Kurtz writes that investigative journalists working for newspapers and TV networks:
… May lack subpoena power and eavesdropping authority, (but) they often crack these cases ahead of the cops.
Kurtz lists some of the recent important revelations by investigative journalists. They include the San Diego Union-Tribune forcing the resignation and conviction of corrupt Rep. Randy Cunningham, and the Washington Post’s expose of sleazy lobbyist Jack Abramoff and his pet congressmen.
Kurtz sees many traditional news ops cutting staff and newsgathering, to maximize profits for corporate execs and stockholders, and he worries that it will undermine investigative journalism. He points to recent layoffs at many good newspapers, including the West’s leading daily, the Los Angeles Times:
Times Publisher Jeffrey Johnson was ousted this month when he refused demands by the paper’s parent, Tribune Co., to cut the newsroom staff from 940 to about 800. Five years ago, the staff numbered 1,200. And anyone who thinks investigative projects are unaffected by such corporate slashing doesn’t understand the business.
Meanwhile, another NewsBiz observer, Gilbert Cranbert at the Poynter Institute, laments that none of the big professional organizations of journalists stood up for the Times’ publisher and editor Dean Baquet in their face-off with the corporation:
When Jay Harris quit in 2001 as publisher of the San Jose Mercury News rather than make cuts he believed would harm the paper, he was invited to speak to the annual meeting of the American Society of Newspaper Editors, where he received an enthusiastic standing ovation. When the LA Times publisher and editor recently balked at cuts for the same reason, ASNE was silent. Nor have the Society of Professional Journalists, Associated Press Managing Editors or National Conference of Editorial Writers been heard from.

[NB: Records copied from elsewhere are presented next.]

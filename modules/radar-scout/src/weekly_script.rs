// Weekly short-video script generation.
//
// Picks the top three stories of the trailing week, sends one prompt to every
// selected backend at once, and persists one `weekly_scripts` row per backend
// whatever the outcome. When no backend succeeds the caller gets the same
// prompt back to paste into an external tool.

use std::sync::Arc;

use ai_client::{Ollama, OpenAi, TextCompletion};
use chrono::{DateTime, Duration, Utc};
use serde::Serialize;
use thiserror::Error;
use tracing::{info, warn};

use radar_common::{Config, Llm, ScriptStatus, Story, StorySummary, WeeklyScript};
use radar_store::{ScriptStore, StoryStore};

use crate::fanout::{settle_all, Settled};

pub const WINDOW_DAYS: i64 = 7;
pub const STORIES_PER_SCRIPT: usize = 3;

const OPENAI_TEMPERATURE: f32 = 0.7;
const OPENAI_MAX_TOKENS: u32 = 500;

#[derive(Debug, Error)]
pub enum ScriptError {
    #[error("No news found in the last 7 days")]
    NoRecentStories,

    #[error("Not enough stories to generate a script")]
    NotEnoughStories { found: usize },

    #[error("Failed to load stories: {0}")]
    Storage(String),
}

/// Outcome of one generation request.
#[derive(Debug, Clone, Serialize)]
pub struct ScriptRun {
    pub scripts: Vec<WeeklyScript>,
    pub stories: Vec<StorySummary>,
    /// Present only when every backend failed.
    #[serde(skip_serializing_if = "Option::is_none")]
    pub fallback_prompt: Option<String>,
}

impl ScriptRun {
    pub fn first_success(&self) -> Option<&WeeklyScript> {
        self.scripts
            .iter()
            .find(|s| s.status == ScriptStatus::Success)
    }
}

pub struct ScriptGenerator {
    stories: Arc<dyn StoryStore>,
    scripts: Arc<dyn ScriptStore>,
    backends: Vec<(Llm, Arc<dyn TextCompletion>)>,
}

impl ScriptGenerator {
    pub fn new(stories: Arc<dyn StoryStore>, scripts: Arc<dyn ScriptStore>) -> Self {
        Self {
            stories,
            scripts,
            backends: Vec::new(),
        }
    }

    pub fn with_backend(mut self, llm: Llm, backend: Arc<dyn TextCompletion>) -> Self {
        self.backends.retain(|(l, _)| *l != llm);
        self.backends.push((llm, backend));
        self
    }

    /// OpenAI plus the three Ollama models, configured from the environment.
    pub fn from_config(
        config: &Config,
        stories: Arc<dyn StoryStore>,
        scripts: Arc<dyn ScriptStore>,
    ) -> Self {
        let openai = OpenAi::new(&config.openai_api_key, &config.openai_model)
            .with_temperature(OPENAI_TEMPERATURE)
            .with_max_tokens(OPENAI_MAX_TOKENS);

        let mut generator = Self::new(stories, scripts).with_backend(Llm::OpenAi, Arc::new(openai));
        for llm in [Llm::Mistral, Llm::Llama3, Llm::Zephyr] {
            let ollama = Ollama::new(llm.as_str()).with_base_url(&config.ollama_url);
            generator = generator.with_backend(llm, Arc::new(ollama));
        }
        generator
    }

    pub fn backends(&self) -> Vec<Llm> {
        self.backends.iter().map(|(llm, _)| *llm).collect()
    }

    /// Generate with one backend, or all of them when `selection` is `None`.
    pub async fn generate(&self, selection: Option<Llm>) -> Result<ScriptRun, ScriptError> {
        let since = Utc::now() - Duration::days(WINDOW_DAYS);
        let recent = self
            .stories
            .stories_since(since)
            .await
            .map_err(|e| ScriptError::Storage(format!("{e:#}")))?;

        if recent.is_empty() {
            return Err(ScriptError::NoRecentStories);
        }
        let top = select_top_stories(recent);
        if top.len() < STORIES_PER_SCRIPT {
            return Err(ScriptError::NotEnoughStories { found: top.len() });
        }

        let stories: Vec<StorySummary> = top.iter().map(StorySummary::from).collect();
        let prompt = build_prompt(&stories);

        let llms: Vec<Llm> = match selection {
            Some(llm) => vec![llm],
            None => self.backends(),
        };
        info!(backends = ?llms, "Generating weekly script");

        let settled = settle_all(llms.iter().map(|llm| self.complete_with(*llm, &prompt))).await;

        let created_at = Utc::now();
        let mut scripts = Vec::with_capacity(llms.len());
        for (llm, outcome) in llms.into_iter().zip(settled) {
            let script = to_weekly_script(llm, outcome, &stories, created_at);
            if let Err(e) = self.scripts.insert_weekly_script(&script).await {
                warn!(llm = %llm, error = %e, "Failed to persist weekly script");
            }
            scripts.push(script);
        }

        let fallback_prompt = scripts
            .iter()
            .all(|s| s.status == ScriptStatus::Error)
            .then(|| prompt.clone());
        if fallback_prompt.is_some() {
            warn!("Every backend failed, returning fallback prompt");
        }

        Ok(ScriptRun {
            scripts,
            stories,
            fallback_prompt,
        })
    }

    async fn complete_with(&self, llm: Llm, prompt: &str) -> anyhow::Result<String> {
        let backend = self
            .backends
            .iter()
            .find(|(l, _)| *l == llm)
            .map(|(_, b)| b.clone())
            .ok_or_else(|| anyhow::anyhow!("Backend {llm} is not configured"))?;
        backend.complete(prompt).await
    }
}

fn to_weekly_script(
    llm: Llm,
    outcome: Settled<String>,
    stories: &[StorySummary],
    created_at: DateTime<Utc>,
) -> WeeklyScript {
    let (status, script_text, error) = match outcome {
        Settled::Fulfilled(text) => (ScriptStatus::Success, Some(text), None),
        Settled::Rejected(message) => (ScriptStatus::Error, None, Some(message)),
    };
    WeeklyScript {
        llm,
        status,
        script_text,
        error,
        stories_used: stories.to_vec(),
        created_at,
    }
}

/// Highest stored score first, newer first on ties, at most three.
pub fn select_top_stories(mut stories: Vec<Story>) -> Vec<Story> {
    stories.sort_by(|a, b| b.score.cmp(&a.score).then(b.date.cmp(&a.date)));
    stories.truncate(STORIES_PER_SCRIPT);
    stories
}

pub fn build_prompt(stories: &[StorySummary]) -> String {
    let mut prompt = String::from(
        "You're a viral tech content creator. Based on these 3 stories, write a 1-minute \
         Instagram Reel script. Make it casual, catchy, and informative. Include:\n\
         - An engaging hook at the start\n\
         - A punchy summary of each story\n\
         - A CTA at the end (e.g. \"Follow for weekly AI news before it trends\")\n\
         \n\
         Here are the stories:",
    );
    for (i, story) in stories.iter().enumerate() {
        prompt.push_str(&format!("\n{}. {} - {}", i + 1, story.title, story.content));
    }
    prompt
}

While (the journalism organizations) are holding their respective tongues, LA Times staffers by the hundreds have expressed their backing for Johnson and Baquet in petitions.
It took spine for Johnson and Baquet to confront their superiors, and courage in its own way for eye-strained wretches who may be living paycheck-to-paycheck to go on record to support them. Organizations, by contrast, face no peril.
Cranbert hammers it home:
… Courage in journalism, like hard-core pornography, is something you know when you see it.